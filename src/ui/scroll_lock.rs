// SPDX-License-Identifier: MPL-2.0
//! Single owner of the body scroll state.
//!
//! Both the mobile menu and the lightboxes lock page scrolling while shown.
//! Ownership is arbitrated here so the body styles are written by exactly one
//! overlay at a time:
//!
//! - the last overlay to acquire the lock wins; the previous owner is
//!   reported as displaced and must close itself without releasing;
//! - the scroll offset saved by the first acquisition is kept across
//!   ownership transfers;
//! - only the current owner can release, so the body is restored once.

use super::effect::{BodyScroll, Effect, LockStyle, OverlayKind};

/// Overlays that can hold the scroll lock.
#[derive(Debug, Clone, Copy, PartialEq, Eq)]
pub enum ScrollOwner {
    Menu,
    Lightbox(OverlayKind),
}

#[derive(Debug, Clone, Copy, PartialEq)]
struct Held {
    owner: ScrollOwner,
    style: LockStyle,
    offset: f32,
}

#[derive(Debug, Clone, Default, PartialEq)]
pub struct ScrollLock {
    held: Option<Held>,
    displaced: Option<ScrollOwner>,
}

impl ScrollLock {
    #[must_use]
    pub fn new() -> Self {
        Self::default()
    }

    #[must_use]
    pub fn owner(&self) -> Option<ScrollOwner> {
        self.held.map(|held| held.owner)
    }

    #[must_use]
    pub fn is_locked(&self) -> bool {
        self.held.is_some()
    }

    /// Takes the lock for `owner`, saving `offset` if the body was free.
    ///
    /// Returns the body write needed, if any.
    pub fn acquire(&mut self, owner: ScrollOwner, style: LockStyle, offset: f32) -> Option<Effect> {
        match self.held {
            None => {
                self.held = Some(Held {
                    owner,
                    style,
                    offset,
                });
                Some(Effect::BodyScroll(BodyScroll::Locked { style, offset }))
            }
            Some(held) if held.owner == owner => None,
            Some(held) => {
                tracing::debug!(from = ?held.owner, to = ?owner, "scroll lock transferred");
                self.displaced = Some(held.owner);
                let style = stronger(held.style, style);
                self.held = Some(Held {
                    owner,
                    style,
                    offset: held.offset,
                });
                (style != held.style).then_some(Effect::BodyScroll(BodyScroll::Locked {
                    style,
                    offset: held.offset,
                }))
            }
        }
    }

    /// Releases the lock if `owner` holds it.
    pub fn release(&mut self, owner: ScrollOwner) -> Option<Effect> {
        let held = self.held.filter(|held| held.owner == owner)?;
        self.held = None;
        let restore_to = (held.style == LockStyle::Pinned).then_some(held.offset);
        Some(Effect::BodyScroll(BodyScroll::Released { restore_to }))
    }

    /// The overlay that lost the lock in the last transfer, if not yet handled.
    pub fn take_displaced(&mut self) -> Option<ScrollOwner> {
        self.displaced.take()
    }
}

fn stronger(a: LockStyle, b: LockStyle) -> LockStyle {
    if a == LockStyle::Pinned || b == LockStyle::Pinned {
        LockStyle::Pinned
    } else {
        LockStyle::Overflow
    }
}

#[cfg(test)]
mod tests {
    use super::*;

    const GALLERY: ScrollOwner = ScrollOwner::Lightbox(OverlayKind::Gallery);

    #[test]
    fn acquire_and_release_round_trip() {
        let mut lock = ScrollLock::new();
        let locked = lock.acquire(GALLERY, LockStyle::Pinned, 640.0);
        assert_eq!(
            locked,
            Some(Effect::BodyScroll(BodyScroll::Locked {
                style: LockStyle::Pinned,
                offset: 640.0
            }))
        );
        assert_eq!(
            lock.release(GALLERY),
            Some(Effect::BodyScroll(BodyScroll::Released {
                restore_to: Some(640.0)
            }))
        );
        assert!(!lock.is_locked());
    }

    #[test]
    fn overflow_lock_does_not_jump_on_release() {
        let mut lock = ScrollLock::new();
        lock.acquire(ScrollOwner::Menu, LockStyle::Overflow, 300.0);
        assert_eq!(
            lock.release(ScrollOwner::Menu),
            Some(Effect::BodyScroll(BodyScroll::Released { restore_to: None }))
        );
    }

    #[test]
    fn reacquire_by_owner_is_silent() {
        let mut lock = ScrollLock::new();
        lock.acquire(ScrollOwner::Menu, LockStyle::Overflow, 0.0);
        assert_eq!(lock.acquire(ScrollOwner::Menu, LockStyle::Overflow, 0.0), None);
        assert_eq!(lock.take_displaced(), None);
    }

    #[test]
    fn last_opener_wins_and_keeps_first_offset() {
        let mut lock = ScrollLock::new();
        lock.acquire(ScrollOwner::Menu, LockStyle::Overflow, 250.0);
        let upgrade = lock.acquire(GALLERY, LockStyle::Pinned, 999.0);

        assert_eq!(
            upgrade,
            Some(Effect::BodyScroll(BodyScroll::Locked {
                style: LockStyle::Pinned,
                offset: 250.0
            }))
        );
        assert_eq!(lock.owner(), Some(GALLERY));
        assert_eq!(lock.take_displaced(), Some(ScrollOwner::Menu));
        assert_eq!(lock.take_displaced(), None);
    }

    #[test]
    fn stale_release_is_ignored() {
        let mut lock = ScrollLock::new();
        lock.acquire(ScrollOwner::Menu, LockStyle::Overflow, 0.0);
        lock.acquire(GALLERY, LockStyle::Pinned, 0.0);

        assert_eq!(lock.release(ScrollOwner::Menu), None);
        assert!(lock.is_locked());
        assert!(lock.release(GALLERY).is_some());
        assert_eq!(lock.release(GALLERY), None);
    }

    #[test]
    fn transfer_never_downgrades_style() {
        let mut lock = ScrollLock::new();
        lock.acquire(GALLERY, LockStyle::Pinned, 120.0);
        assert_eq!(lock.acquire(ScrollOwner::Menu, LockStyle::Overflow, 0.0), None);
        assert_eq!(
            lock.release(ScrollOwner::Menu),
            Some(Effect::BodyScroll(BodyScroll::Released {
                restore_to: Some(120.0)
            }))
        );
    }
}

## Work request
Nothing should be altered. Set down all the data again.

## Task solution
filename src/ui/scroll_lock.rs
// SPDX-License-Identifier: MPL-2.0
//! Single owner of the body scroll state.
//!
//! Both the mobile menu and the lightboxes lock page scrolling while shown.
//! Ownership is arbitrated here so the body styles are written by exactly one
//! overlay at a time:
//!
//! - the last overlay to acquire the lock wins; the previous owner is
//!   reported as displaced and must close itself without releasing;
//! - the scroll offset saved by the first acquisition is kept across
//!   ownership transfers;
//! - only the current owner can release, so the body is restored once.

use super::effect::{BodyScroll, Effect, LockStyle, OverlayKind};

/// Overlays that can hold the scroll lock.
#[derive(Debug, Clone, Copy, PartialEq, Eq)]
pub enum ScrollOwner {
    Menu,
    Lightbox(OverlayKind),
}

#[derive(Debug, Clone, Copy, PartialEq)]
struct Held {
    owner: ScrollOwner,
    style: LockStyle,
    offset: f32,
}

#[derive(Debug, Clone, Default, PartialEq)]
pub struct ScrollLock {
    held: Option<Held>,
    displaced: Option<ScrollOwner>,
}

impl ScrollLock {
    #[must_use]
    pub fn new() -> Self {
        Self::default()
    }

    #[must_use]
    pub fn owner(&self) -> Option<ScrollOwner> {
        self.held.map(|held| held.owner)
    }

    #[must_use]
    pub fn is_locked(&self) -> bool {
        self.held.is_some()
    }

    /// Takes the lock for `owner`, saving `offset` if the body was free.
    ///
    /// Returns the body write needed, if any.
    pub fn acquire(&mut self, owner: ScrollOwner, style: LockStyle, offset: f32) -> Option<Effect> {
        match self.held {
            None => {
                self.held = Some(Held {
                    owner,
                    style,
                    offset,
                });
                Some(Effect::BodyScroll(BodyScroll::Locked { style, offset }))
            }
            Some(held) if held.owner == owner => None,
            Some(held) => {
                tracing::debug!(from = ?held.owner, to = ?owner, "scroll lock transferred");
                self.displaced = Some(held.owner);
                let style = stronger(held.style, style);
                self.held = Some(Held {
                    owner,
                    style,
                    offset: held.offset,
                });
                (style != held.style).then_some(Effect::BodyScroll(BodyScroll::Locked {
                    style,
                    offset: held.offset,
                }))
            }
        }
    }

    /// Releases the lock if `owner` holds it.
    pub fn release(&mut self, owner: ScrollOwner) -> Option<Effect> {
        let held = self.held.filter(|held| held.owner == owner)?;
        self.held = None;
        let restore_to = (held.style == LockStyle::Pinned).then_some(held.offset);
        Some(Effect::BodyScroll(BodyScroll::Released { restore_to }))
    }

    /// The overlay that lost the lock in the last transfer, if not yet handled.
    pub fn take_displaced(&mut self) -> Option<ScrollOwner> {
        self.displaced.take()
    }
}

fn stronger(a: LockStyle, b: LockStyle) -> LockStyle {
    if a == LockStyle::Pinned || b == LockStyle::Pinned {
        LockStyle::Pinned
    } else {
        LockStyle::Overflow
    }
}

#[cfg(test)]
mod tests {
    use super::*;

    const GALLERY: ScrollOwner = ScrollOwner::Lightbox(OverlayKind::Gallery);

    #[test]
    fn acquire_and_release_round_trip() {
        let mut lock = ScrollLock::new();
        let locked = lock.acquire(GALLERY, LockStyle::Pinned, 640.0);
        assert_eq!(
            locked,
            Some(Effect::BodyScroll(BodyScroll::Locked {
                style: LockStyle::Pinned,
                offset: 640.0
            }))
        );
        assert_eq!(
            lock.release(GALLERY),
            Some(Effect::BodyScroll(BodyScroll::Released {
                restore_to: Some(640.0)
            }))
        );
        assert!(!lock.is_locked());
    }

    #[test]
    fn overflow_lock_does_not_jump_on_release() {
        let mut lock = ScrollLock::new();
        lock.acquire(ScrollOwner::Menu, LockStyle::Overflow, 300.0);
        assert_eq!(
            lock.release(ScrollOwner::Menu),
            Some(Effect::BodyScroll(BodyScroll::Released { restore_to: None }))
        );
    }

    #[test]
    fn reacquire_by_owner_is_silent() {
        let mut lock = ScrollLock::new();
        lock.acquire(ScrollOwner::Menu, LockStyle::Overflow, 0.0);
        assert_eq!(lock.acquire(ScrollOwner::Menu, LockStyle::Overflow, 0.0), None);
        assert_eq!(lock.take_displaced(), None);
    }

    #[test]
    fn last_opener_wins_and_keeps_first_offset() {
        let mut lock = ScrollLock::new();
        lock.acquire(ScrollOwner::Menu, LockStyle::Overflow, 250.0);
        let upgrade = lock.acquire(GALLERY, LockStyle::Pinned, 999.0);

        assert_eq!(
            upgrade,
            Some(Effect::BodyScroll(BodyScroll::Locked {
                style: LockStyle::Pinned,
                offset: 250.0
            }))
        );
        assert_eq!(lock.owner(), Some(GALLERY));
        assert_eq!(lock.take_displaced(), Some(ScrollOwner::Menu));
        assert_eq!(lock.take_displaced(), None);
    }

    #[test]
    fn stale_release_is_ignored() {
        let mut lock = ScrollLock::new();
        lock.acquire(ScrollOwner::Menu, LockStyle::Overflow, 0.0);
        lock.acquire(GALLERY, LockStyle::Pinned, 0.0);

        assert_eq!(lock.release(ScrollOwner::Menu), None);
        assert!(lock.is_locked());
        assert!(lock.release(GALLERY).is_some());
        assert_eq!(lock.release(GALLERY), None);
    }

    #[test]
    fn transfer_never_downgrades_style() {
        let mut lock = ScrollLock::new();
        lock.acquire(GALLERY, LockStyle::Pinned, 120.0);
        assert_eq!(lock.acquire(ScrollOwner::Menu, LockStyle::Overflow, 0.0), None);
        assert_eq!(
            lock.release(ScrollOwner::Menu),
            Some(Effect::BodyScroll(BodyScroll::Released {
                restore_to: Some(120.0)
            }))
        );
    }
}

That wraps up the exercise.